En ne retenant que le
seul mois de MAI 1642, il a signé une trentaine de contrats avec les petits
propriétaires de la région, pour un montant total de « capitali di censo » de plus de 3000 lires,
ce qui lui assure une rente perpétuelle de 300 lires.
Le Capitaine ne s’en tient pas là et dans les années
suivantes, à la faveur peut-être de difficultés économiques qui mirent dans
l’embarras les habitants de BASTELICA et des villages environnants, il achète
encore de nombreuses rentes.
Grâce à ce système le
Capitaine COSTA détient une emprise économique importante sur les gens de
condition inférieure.
Ces rentes de 10% des« capitali di censo » n’épuise pas les revenus
des terres hypothéquées. Ceux qui les ont créées peuvent se libérer de cette
charge en rachetant les rentes. Le prix
de rachat de la rente est le même que celui de sa vente. Cela compense
partiellement le caractère usuraire de cette rente constituée.
Ce système s’est
imposé grâce à la faveur des autorités ecclésiastiques.

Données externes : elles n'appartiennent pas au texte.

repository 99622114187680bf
use async_trait::async_trait;
use chrono::{DateTime, Duration, Utc};
use reqwest::Client;
use serde_json::{json, Value as JsonValue};
use std::sync::{Arc, Mutex, MutexGuard};
use tracing::{error, info, warn};

use crate::error::{Error, Result};
use crate::utils::time::Clock;

#[derive(Debug, Default)]
struct GateState {
    last_sent: Option<DateTime<Utc>>,
    in_flight: bool,
}

/// Cooldown gate for operational alerts. A caller reserves the gate before
/// sending; the cooldown starts only when the send is recorded, and a
/// released reservation leaves the gate open.
pub struct AlertRateLimiter {
    clock: Arc<dyn Clock>,
    cooldown: Duration,
    state: Mutex<GateState>,
}

impl AlertRateLimiter {
    pub fn new(clock: Arc<dyn Clock>, cooldown: Duration) -> Self {
        Self {
            clock,
            cooldown,
            state: Mutex::new(GateState::default()),
        }
    }

    fn state(&self) -> MutexGuard<'_, GateState> {
        self.state.lock().unwrap_or_else(|e| e.into_inner())
    }

    fn cooled_down(&self, state: &GateState) -> bool {
        match state.last_sent {
            None => true,
            Some(at) => self.clock.now() - at >= self.cooldown,
        }
    }

    pub fn allows(&self) -> bool {
        let state = self.state();
        !state.in_flight && self.cooled_down(&state)
    }

    /// Claims the gate for one send. Returns false while another send is in
    /// flight or the cooldown is running.
    pub fn try_reserve(&self) -> bool {
        let mut state = self.state();
        if state.in_flight || !self.cooled_down(&state) {
            return false;
        }
        state.in_flight = true;
        true
    }

    /// Gives back a reservation whose send failed.
    pub fn release(&self) {
        self.state().in_flight = false;
    }

    pub fn record_sent(&self) {
        let mut state = self.state();
        state.in_flight = false;
        state.last_sent = Some(self.clock.now());
    }

    pub fn remaining(&self) -> Option<Duration> {
        let last = self.state().last_sent?;
        let left = self.cooldown - (self.clock.now() - last);
        (left > Duration::zero()).then_some(left)
    }
}

#[cfg_attr(test, mockall::automock)]
#[async_trait]
pub trait AlertSender: Send + Sync {
    async fn send(&self, payload: JsonValue) -> Result<()>;
}

/// Posts alerts as JSON to a webhook.
#[derive(Clone)]
pub struct WebhookAlertSender {
    client: Client,
    url: String,
}

impl WebhookAlertSender {
    pub fn new(url: String, client: Client) -> Self {
        Self { client, url }
    }
}

#[async_trait]
impl AlertSender for WebhookAlertSender {
    async fn send(&self, payload: JsonValue) -> Result<()> {
        let res = self.client.post(&self.url).json(&payload).send().await?;
        if !res.status().is_success() {
            let status = res.status();
            let body = res.text().await.unwrap_or_default();
            return Err(Error::Upstream(format!("Alert webhook {}: {}", status, body)));
        }
        Ok(())
    }
}

pub struct AlertService {
    limiter: AlertRateLimiter,
    sender: Option<Arc<dyn AlertSender>>,
}

impl AlertService {
    pub fn new(limiter: AlertRateLimiter, sender: Option<Arc<dyn AlertSender>>) -> Self {
        Self { limiter, sender }
    }

    /// Tells the operator an upstream API ran out of quota. Returns whether
    /// an alert went out; never fails the caller.
    pub async fn quota_exhausted(&self, service: &str, details: &str) -> bool {
        let Some(sender) = &self.sender else {
            warn!(service, "Quota exhausted; no alert channel configured");
            return false;
        };
        if !self.limiter.try_reserve() {
            info!(
                service,
                remaining_secs = self.limiter.remaining().map(|d| d.num_seconds()).unwrap_or(0),
                "Quota alert suppressed (cooldown active or send in flight)"
            );
            return false;
        }

        let payload = json!({
            "event": "quota_exhausted",
            "service": service,
            "message": format!("API ALERT: {} is out of credits", service),
            "details": details,
        });
        match sender.send(payload).await {
            Ok(()) => {
                self.limiter.record_sent();
                info!(service, "Quota alert sent");
                true
            }
            Err(e) => {
                self.limiter.release();
                error!(service, error = %e, "Failed to send quota alert");
                false
            }
        }
    }
}
use chrono::{DateTime, Utc};
use serde::{Deserialize, Serialize};
use uuid::Uuid;

pub const GENERAL_ROLE: &str = "General";

#[derive(Debug, Clone, PartialEq, Serialize, Deserialize)]
pub struct Question {
    pub id: Uuid,
    pub category: String,
    pub role: String,
    pub difficulty: String,
    pub focus: String,
    pub question: String,
    pub sample_answer: Option<SampleAnswer>,
    pub created_at: DateTime<Utc>,
}

/// STAR-structured model answer. Field order is part of the contract:
/// situation, task, action, result.
#[derive(Debug, Clone, PartialEq, Eq, Serialize, Deserialize)]
pub struct SampleAnswer {
    pub situation: String,
    pub task: String,
    pub action: String,
    pub result: String,
}

#[derive(Debug, Clone, Copy, PartialEq, Eq, Serialize, Deserialize)]
#[serde(rename_all = "snake_case")]
pub enum StarStep {
    Situation,
    Task,
    Action,
    Result,
}

impl StarStep {
    pub const ORDER: [StarStep; 4] = [
        StarStep::Situation,
        StarStep::Task,
        StarStep::Action,
        StarStep::Result,
    ];
}

impl SampleAnswer {
    /// Sections in STAR order.
    pub fn sections(&self) -> [(StarStep, &str); 4] {
        [
            (StarStep::Situation, self.situation.as_str()),
            (StarStep::Task, self.task.as_str()),
            (StarStep::Action, self.action.as_str()),
            (StarStep::Result, self.result.as_str()),
        ]
    }
}

/// Topical tags the selector can narrow on.
#[derive(Debug, Clone, Copy, PartialEq, Eq, Hash, Serialize, Deserialize)]
pub enum Focus {
    Behavioral,
    Technical,
    #[serde(rename = "System Design")]
    SystemDesign,
}

impl Focus {
    pub fn as_tag(&self) -> &'static str {
        match self {
            Focus::Behavioral => "Behavioral",
            Focus::Technical => "Technical",
            Focus::SystemDesign => "System Design",
        }
    }
}

/// Reference-data row as handed over by ingestion.
#[derive(Debug, Clone, Serialize, Deserialize)]
pub struct NewQuestion {
    pub category: String,
    pub role: String,
    pub difficulty: String,
    pub focus: String,
    pub question: String,
    pub sample_answer: Option<SampleAnswer>,
}

#[derive(Debug, Clone, Serialize, Deserialize)]
pub struct QuestionSummary {
    pub id: Uuid,
    pub question: String,
    pub category: String,
}

impl From<&Question> for QuestionSummary {
    fn from(q: &Question) -> Self {
        Self {
            id: q.id,
            question: q.question.clone(),
            category: q.category.clone(),
        }
    }
}

/// Constraints for picking from the reference pool.
#[derive(Debug, Clone, PartialEq, Eq)]
pub struct QuestionFilter {
    pub roles: Vec<String>,
    pub difficulty: String,
    pub exclude: Vec<Uuid>,
    pub focuses: Option<Vec<String>>,
}

impl QuestionFilter {
    /// Requested role or "General", exact difficulty, minus excluded ids.
    pub fn base(role: &str, difficulty: &str, exclude: &[Uuid]) -> Self {
        let mut roles = vec![role.to_string()];
        if role != GENERAL_ROLE {
            roles.push(GENERAL_ROLE.to_string());
        }
        Self {
            roles,
            difficulty: difficulty.to_string(),
            exclude: exclude.to_vec(),
            focuses: None,
        }
    }

    pub fn with_focuses(&self, focuses: &[Focus]) -> Self {
        Self {
            focuses: Some(focuses.iter().map(|f| f.as_tag().to_string()).collect()),
            ..self.clone()
        }
    }

    pub fn matches(&self, q: &Question) -> bool {
        self.roles.iter().any(|r| r == &q.role)
            && q.difficulty == self.difficulty
            && !self.exclude.contains(&q.id)
            && self
                .focuses
                .as_ref()
                .map_or(true, |fs| fs.iter().any(|f| f == &q.focus))
    }
}
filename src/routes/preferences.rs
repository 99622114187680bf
use axum::{
    extract::State,
    response::{IntoResponse, Json},
    Extension,
};
use validator::Validate;

use crate::{
    dto::preferences_dto::{PreferencesResponse, UpdatePreferencesRequest},
    error::Result,
    middleware::auth::Claims,
    AppState,
};

#[utoipa::path(
    get,
    path = "/api/profile/preferences",
    responses(
        (status = 200, description = "Stored or default preferences", body = Json<PreferencesResponse>)
    )
)]
#[axum::debug_handler]
pub async fn get_preferences(
    State(state): State<AppState>,
    Extension(claims): Extension<Claims>,
) -> Result<impl IntoResponse> {
    let preferences = state.preference_service.get(&claims.sub).await?;
    Ok(Json(PreferencesResponse { ok: true, preferences }))
}

#[utoipa::path(
    patch,
    path = "/api/profile/preferences",
    request_body = UpdatePreferencesRequest,
    responses(
        (status = 200, description = "Preferences updated", body = Json<PreferencesResponse>),
        (status = 400, description = "Invalid payload")
    )
)]
#[axum::debug_handler]
pub async fn update_preferences(
    State(state): State<AppState>,
    Extension(claims): Extension<Claims>,
    Json(payload): Json<UpdatePreferencesRequest>,
) -> Result<impl IntoResponse> {
    payload.validate()?;
    let preferences = state
        .preference_service
        .update(&claims.sub, payload.into())
        .await?;
    Ok(Json(PreferencesResponse { ok: true, preferences }))
}
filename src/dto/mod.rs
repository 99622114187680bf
pub mod feedback_dto;
pub mod preferences_dto;
pub mod session_dto;
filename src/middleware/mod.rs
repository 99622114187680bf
pub mod auth;
pub mod rate_limit;
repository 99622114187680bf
//! Storage contracts for the practice core.
//!
//! Services depend only on these traits. `PgStore` backs production,
//! `InMemoryStore` backs tests and local prototyping.

pub mod memory;
pub mod postgres;

use async_trait::async_trait;
use chrono::{DateTime, Utc};
use std::sync::Arc;
use uuid::Uuid;

use crate::error::Result;
use crate::models::attempt::{Attempt, NewAttempt};
use crate::models::preferences::{Preferences, PreferencesUpdate};
use crate::models::question::{Question, QuestionFilter};
use crate::models::session::{NewSession, Session};

pub use memory::InMemoryStore;
pub use postgres::PgStore;

/// Read access to the reference question pool.
#[async_trait]
pub trait QuestionStore: Send + Sync {
    async fn get_question(&self, id: Uuid) -> Result<Option<Question>>;

    async fn list_questions(&self) -> Result<Vec<Question>>;

    async fn count_questions(&self, filter: &QuestionFilter) -> Result<i64>;

    /// Row `offset` of the filtered pool under a stable ordering.
    async fn question_at(&self, filter: &QuestionFilter, offset: i64) -> Result<Option<Question>>;
}

#[async_trait]
pub trait SessionStore: Send + Sync {
    /// Moves every IN_PROGRESS session of the new session's owner to
    /// ABANDONED and inserts `new`, as one atomic step. Returns the new
    /// session and how many sessions were abandoned.
    async fn replace_in_progress(&self, new: NewSession) -> Result<(Session, u64)>;

    async fn create_session(&self, new: NewSession) -> Result<Session>;

    async fn get_session(&self, id: Uuid) -> Result<Option<Session>>;

    async fn set_current_question(&self, id: Uuid, question_id: Uuid) -> Result<()>;

    /// IN_PROGRESS -> COMPLETED. Returns `None` when the session was not
    /// IN_PROGRESS, leaving it untouched.
    async fn complete_session(
        &self,
        id: Uuid,
        overall_score: i32,
        total_duration: i32,
        ended_at: DateTime<Utc>,
    ) -> Result<Option<Session>>;

    /// COMPLETED sessions of an owner, newest first.
    async fn list_completed_sessions(&self, owner_id: &str) -> Result<Vec<Session>>;
}

#[async_trait]
pub trait AttemptStore: Send + Sync {
    async fn insert_attempt(&self, new: NewAttempt) -> Result<Attempt>;

    async fn get_attempt(&self, id: Uuid) -> Result<Option<Attempt>>;

    /// All attempts of a session, oldest first.
    async fn list_attempts(&self, session_id: Uuid) -> Result<Vec<Attempt>>;

    async fn list_attempts_for_sessions(&self, session_ids: &[Uuid]) -> Result<Vec<Attempt>>;
}

#[async_trait]
pub trait PreferenceStore: Send + Sync {
    async fn find_preferences(&self, owner_id: &str) -> Result<Option<Preferences>>;

    /// Returns stored preferences, inserting defaults on first access.
    async fn get_or_create_preferences(&self, owner_id: &str, now: DateTime<Utc>) -> Result<Preferences>;

    async fn update_preferences(
        &self,
        owner_id: &str,
        update: PreferencesUpdate,
        now: DateTime<Utc>,
    ) -> Result<Preferences>;
}

/// The four stores as shared trait objects.
#[derive(Clone)]
pub struct Repositories {
    pub questions: Arc<dyn QuestionStore>,
    pub sessions: Arc<dyn SessionStore>,
    pub attempts: Arc<dyn AttemptStore>,
    pub preferences: Arc<dyn PreferenceStore>,
}

impl Repositories {
    pub fn from_store<S>(store: Arc<S>) -> Self
    where
        S: QuestionStore + SessionStore + AttemptStore + PreferenceStore + 'static,
    {
        Self {
            questions: store.clone(),
            sessions: store.clone(),
            attempts: store.clone(),
            preferences: store,
        }
    }
}
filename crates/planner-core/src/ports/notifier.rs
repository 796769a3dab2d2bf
//! Notifier port - デスクトップ通知の抽象化
//!
//! fire-and-forget: 戻り値は観測しない。失敗しても呼び出し側（ReminderScanner）には返さない。

use std::time::Duration;

use serde::{Deserialize, Serialize};

/// 通知 1 件分の内容
#[derive(Debug, Clone, PartialEq, Eq, Serialize, Deserialize)]
pub struct Notification {
    pub title: String,
    pub message: String,
    /// 通知元として表示するアプリ名
    pub source_label: String,
    pub timeout: Duration,
}

pub trait Notifier: Send + Sync {
    fn notify(&self, notification: &Notification);
}
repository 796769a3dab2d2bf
//! InMemoryTaskStore - 開発・テスト用の TaskStore
//!
//! SqliteTaskStore と同じ並び順・一致条件を Vec の上で再現する。
//! 挿入順が rowid の代わり。

use std::sync::atomic::{AtomicBool, Ordering};

use async_trait::async_trait;
use chrono::NaiveDate;
use tokio::sync::Mutex;

use crate::domain::{NewTask, StoreError, Task};
use crate::ports::TaskStore;

#[derive(Debug, Default)]
pub struct InMemoryTaskStore {
    rows: Mutex<Vec<Task>>,
    /// true の間は全操作が `StoreError::Unavailable` を返す
    offline: AtomicBool,
}

impl InMemoryTaskStore {
    pub fn new() -> Self {
        Self::default()
    }

    /// Simulate a storage outage (or recovery).
    pub fn set_offline(&self, offline: bool) {
        self.offline.store(offline, Ordering::SeqCst);
    }

    fn check_online(&self) -> Result<(), StoreError> {
        if self.offline.load(Ordering::SeqCst) {
            return Err(StoreError::Unavailable("in-memory store is offline".to_string()));
        }
        Ok(())
    }

    pub async fn len(&self) -> usize {
        self.rows.lock().await.len()
    }

    pub async fn is_empty(&self) -> bool {
        self.rows.lock().await.is_empty()
    }
}

#[async_trait]
impl TaskStore for InMemoryTaskStore {
    async fn init(&self) -> Result<(), StoreError> {
        self.check_online()
    }

    async fn insert(&self, task: NewTask) -> Result<(), StoreError> {
        self.check_online()?;
        self.rows.lock().await.push(task.into_task());
        Ok(())
    }

    async fn list_by_date(&self, date: NaiveDate) -> Result<Vec<Task>, StoreError> {
        self.check_online()?;
        let rows = self.rows.lock().await;
        let mut tasks: Vec<Task> = rows.iter().filter(|t| t.date == date).cloned().collect();
        // stable sort: 同じ時刻なら挿入順
        tasks.sort_by_key(|t| t.time);
        Ok(tasks)
    }

    async fn set_completion(
        &self,
        name: &str,
        date: NaiveDate,
        completed: bool,
    ) -> Result<usize, StoreError> {
        self.check_online()?;
        let mut rows = self.rows.lock().await;
        let mut n = 0;
        for task in rows.iter_mut().filter(|t| t.name == name && t.date == date) {
            task.completed = completed;
            n += 1;
        }
        Ok(n)
    }

    async fn delete(&self, name: &str, date: NaiveDate) -> Result<usize, StoreError> {
        self.check_online()?;
        let mut rows = self.rows.lock().await;
        let before = rows.len();
        rows.retain(|t| !(t.name == name && t.date == date));
        Ok(before - rows.len())
    }

    async fn find_first(
        &self,
        name: &str,
        date: Option<NaiveDate>,
    ) -> Result<Option<Task>, StoreError> {
        self.check_online()?;
        let rows = self.rows.lock().await;
        Ok(rows
            .iter()
            .find(|t| t.name == name && date.is_none_or(|d| t.date == d))
            .cloned())
    }
}
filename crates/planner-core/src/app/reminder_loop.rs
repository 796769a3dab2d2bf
//! ReminderScanner - 期限のタスクを通知するループ
//!
//! # フロー（1 tick）
//! 1. Clock から現在時刻を取り、`HH:MM` に切り捨てる
//! 2. TaskStore から今日のタスクを読む
//! 3. `time` が現在の `HH:MM` と一致するタスクごとに Notifier を呼ぶ
//!
//! GUI のライフサイクルとは独立に、プロセスが生きている間ずっと回る。
//! 停止は CancellationToken で行い、`ReminderHandle::shutdown_and_join` で終了を待つ。

use std::collections::HashSet;
use std::sync::Arc;

use chrono::NaiveDate;
use tokio::task::JoinHandle;
use tokio::time::MissedTickBehavior;
use tokio_util::sync::CancellationToken;
use tracing::{debug, info, warn};

use crate::config::{NotificationConfig, ReminderConfig};
use crate::domain::{Task, TaskTime};
use crate::ports::{Clock, Notification, Notifier, TaskStore};

pub struct ReminderScanner {
    store: Arc<dyn TaskStore>,
    clock: Arc<dyn Clock>,
    notifier: Arc<dyn Notifier>,
    config: ReminderConfig,
    notification: NotificationConfig,
    /// dedupe 有効時、通知済みの (name, date, time)
    fired: HashSet<(String, NaiveDate, TaskTime)>,
}

impl ReminderScanner {
    pub fn new(
        store: Arc<dyn TaskStore>,
        clock: Arc<dyn Clock>,
        notifier: Arc<dyn Notifier>,
        config: ReminderConfig,
        notification: NotificationConfig,
    ) -> Self {
        Self {
            store,
            clock,
            notifier,
            config,
            notification,
            fired: HashSet::new(),
        }
    }

    /// Run one check. Returns how many notifications were sent.
    ///
    /// ストレージが読めなければ警告を出して 0 を返す（ループは止めない）。
    pub async fn tick(&mut self) -> usize {
        let now = self.clock.now();
        let today = now.date();
        let current = TaskTime::from_naive(now.time());

        let tasks = match self.store.list_by_date(today).await {
            Ok(tasks) => tasks,
            Err(e) => {
                warn!(date = %today, error = %e, "reminder tick skipped");
                return 0;
            }
        };

        if self.config.dedupe {
            // 日付が変わったら前日分は不要
            self.fired.retain(|(_, date, _)| *date >= today);
        }

        let mut sent = 0;
        for task in tasks.iter().filter(|t| t.time == current) {
            if self.config.dedupe
                && !self
                    .fired
                    .insert((task.name.clone(), task.date, task.time))
            {
                continue;
            }
            self.notifier.notify(&self.notification_for(task));
            sent += 1;
        }

        debug!(time = %current, due = sent, "reminder tick");
        sent
    }

    fn notification_for(&self, task: &Task) -> Notification {
        Notification {
            title: self.notification.title.clone(),
            message: task.name.clone(),
            source_label: self.notification.source_label.clone(),
            timeout: std::time::Duration::from_secs(self.notification.timeout_secs),
        }
    }

    /// Tick on a fixed cadence until `cancel` fires.
    pub async fn run(mut self, cancel: CancellationToken) {
        let period = self.config.tick_interval();
        let mut ticker = tokio::time::interval(period);
        ticker.set_missed_tick_behavior(MissedTickBehavior::Delay);
        info!(?period, dedupe = self.config.dedupe, "reminder scanner started");

        loop {
            tokio::select! {
                _ = cancel.cancelled() => {
                    info!("reminder scanner cancelled");
                    break;
                }
                _ = ticker.tick() => {
                    let sent = self.tick().await;
                    if sent > 0 {
                        info!(sent, "reminders sent");
                    }
                }
            }
        }
    }

    /// Spawn onto the current tokio runtime.
    pub fn spawn(self) -> ReminderHandle {
        let cancel = CancellationToken::new();
        let join = tokio::spawn(self.run(cancel.clone()));
        ReminderHandle { cancel, join }
    }
}

/// Background scanner handle.
/// - `request_shutdown()` でループに停止を伝える
/// - `shutdown_and_join()` で停止を伝えて終了を待つ
pub struct ReminderHandle {
    cancel: CancellationToken,
    join: JoinHandle<()>,
}

impl ReminderHandle {
    pub fn request_shutdown(&self) {
        self.cancel.cancel();
    }

    pub fn is_finished(&self) -> bool {
        self.join.is_finished()
    }

    pub async fn shutdown_and_join(self) {
        self.request_shutdown();
        if let Err(e) = self.join.await {
            warn!(error = %e, "reminder scanner task ended abnormally");
        }
    }
}

#[cfg(test)]
mod tests {
    use super::*;
    use crate::domain::NewTask;
    use crate::impls::{InMemoryTaskStore, RecordingNotifier};
    use crate::ports::FixedClock;
    use chrono::{Duration, NaiveDateTime};

    fn today() -> NaiveDate {
        NaiveDate::from_ymd_opt(2025, 1, 15).unwrap()
    }

    fn at(h: u32, m: u32, s: u32) -> NaiveDateTime {
        today().and_hms_opt(h, m, s).unwrap()
    }

    struct Harness {
        store: Arc<InMemoryTaskStore>,
        clock: Arc<FixedClock>,
        notifier: Arc<RecordingNotifier>,
    }

    impl Harness {
        async fn new(now: NaiveDateTime) -> Self {
            let store = Arc::new(InMemoryTaskStore::new());
            store
                .insert(NewTask::new("Pay bills", today(), "09:30".parse().unwrap()))
                .await
                .unwrap();
            Self {
                store,
                clock: Arc::new(FixedClock::new(now)),
                notifier: Arc::new(RecordingNotifier::new()),
            }
        }

        fn scanner(&self, dedupe: bool, tick_interval_secs: u64) -> ReminderScanner {
            ReminderScanner::new(
                self.store.clone(),
                self.clock.clone(),
                self.notifier.clone(),
                ReminderConfig {
                    tick_interval_secs,
                    dedupe,
                },
                NotificationConfig::default(),
            )
        }
    }

    #[tokio::test]
    async fn fires_once_per_tick_in_the_matching_minute() {
        let h = Harness::new(at(9, 30, 0)).await;
        let mut scanner = h.scanner(false, 20);

        assert_eq!(scanner.tick().await, 1);
        h.clock.set(at(9, 30, 20));
        assert_eq!(scanner.tick().await, 1);
        h.clock.set(at(9, 30, 40));
        assert_eq!(scanner.tick().await, 1);
        assert_eq!(h.notifier.messages(), vec!["Pay bills"; 3]);

        h.clock.set(at(9, 31, 0));
        assert_eq!(scanner.tick().await, 0);
        assert_eq!(h.notifier.sent().len(), 3);
    }

    #[tokio::test]
    async fn does_not_fire_outside_the_minute() {
        let h = Harness::new(at(9, 29, 59)).await;
        let mut scanner = h.scanner(false, 20);
        assert_eq!(scanner.tick().await, 0);
        h.clock.set(at(9, 31, 0));
        assert_eq!(scanner.tick().await, 0);
        assert!(h.notifier.sent().is_empty());
    }

    #[tokio::test]
    async fn notification_carries_configured_fields() {
        let h = Harness::new(at(9, 30, 5)).await;
        let mut scanner = h.scanner(false, 20);
        scanner.tick().await;

        let sent = h.notifier.sent();
        assert_eq!(
            sent,
            vec![Notification {
                title: "Reminder".to_string(),
                message: "Pay bills".to_string(),
                source_label: "Daily Planner".to_string(),
                timeout: std::time::Duration::from_secs(10),
            }]
        );
    }

    #[tokio::test]
    async fn dedupe_fires_once_per_minute() {
        let h = Harness::new(at(9, 30, 0)).await;
        let mut scanner = h.scanner(true, 20);

        assert_eq!(scanner.tick().await, 1);
        h.clock.advance(Duration::seconds(20));
        assert_eq!(scanner.tick().await, 0);
        h.clock.advance(Duration::seconds(20));
        assert_eq!(scanner.tick().await, 0);
        assert_eq!(h.notifier.sent().len(), 1);

        // 翌日の同じ時刻は別物
        h.store
            .insert(NewTask::new(
                "Pay bills",
                today().succ_opt().unwrap(),
                "09:30".parse().unwrap(),
            ))
            .await
            .unwrap();
        h.clock.set(at(9, 30, 0) + Duration::days(1));
        assert_eq!(scanner.tick().await, 1);
        assert_eq!(scanner.fired.len(), 1);
    }

    #[tokio::test]
    async fn other_days_and_duplicates_are_handled() {
        let h = Harness::new(at(9, 30, 0)).await;
        h.store
            .insert(NewTask::new("Tomorrow", today().succ_opt().unwrap(), "09:30".parse().unwrap()))
            .await
            .unwrap();
        h.store
            .insert(NewTask::new("Stretch", today(), "9:30".parse().unwrap()))
            .await
            .unwrap();

        let mut scanner = h.scanner(false, 20);
        assert_eq!(scanner.tick().await, 2);
        assert_eq!(h.notifier.messages(), vec!["Pay bills", "Stretch"]);
    }

    #[tokio::test]
    async fn storage_failure_skips_the_tick() {
        let h = Harness::new(at(9, 30, 0)).await;
        let mut scanner = h.scanner(true, 20);

        h.store.set_offline(true);
        assert_eq!(scanner.tick().await, 0);

        h.store.set_offline(false);
        assert_eq!(scanner.tick().await, 1);
    }

    #[tokio::test(start_paused = true)]
    async fn run_ticks_on_interval_until_cancelled() {
        let h = Harness::new(at(9, 30, 0)).await;
        let handle = h.scanner(false, 1).spawn();

        // ticks at t = 0s, 1s, 2s
        tokio::time::sleep(std::time::Duration::from_millis(2500)).await;
        handle.shutdown_and_join().await;

        assert_eq!(h.notifier.sent().len(), 3);
    }

    #[tokio::test]
    async fn shutdown_joins_promptly() {
        let h = Harness::new(at(12, 0, 0)).await;
        let handle = h.scanner(true, 3600).spawn();
        assert!(!handle.is_finished());

        let result = tokio::time::timeout(
            std::time::Duration::from_secs(2),
            handle.shutdown_and_join(),
        )
        .await;
        assert!(result.is_ok(), "scanner should stop after cancel");
    }
}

Il est précisé dans le
contrat que le rachat de la rente sera toujours possible conformément à la
bulle du Pape Pie V.
Le capital de censo peut être
également revendu avec bénéfice par celui qui en perçoit les revenus. Il change
souvent de mains avant d’être racheté.
Il peut être transmis
par testament, et en cas de non paiement, le bailleur
de fonds peut louer à son profit les terres sur lesquelles repose la rente.
Contrairement aux
prêts ordinaires, qui, comme on l’a vu, intéresse autant les gios que les non gios, le« capitali di censo »
est réservé au notable du village, et au plus riche de tous.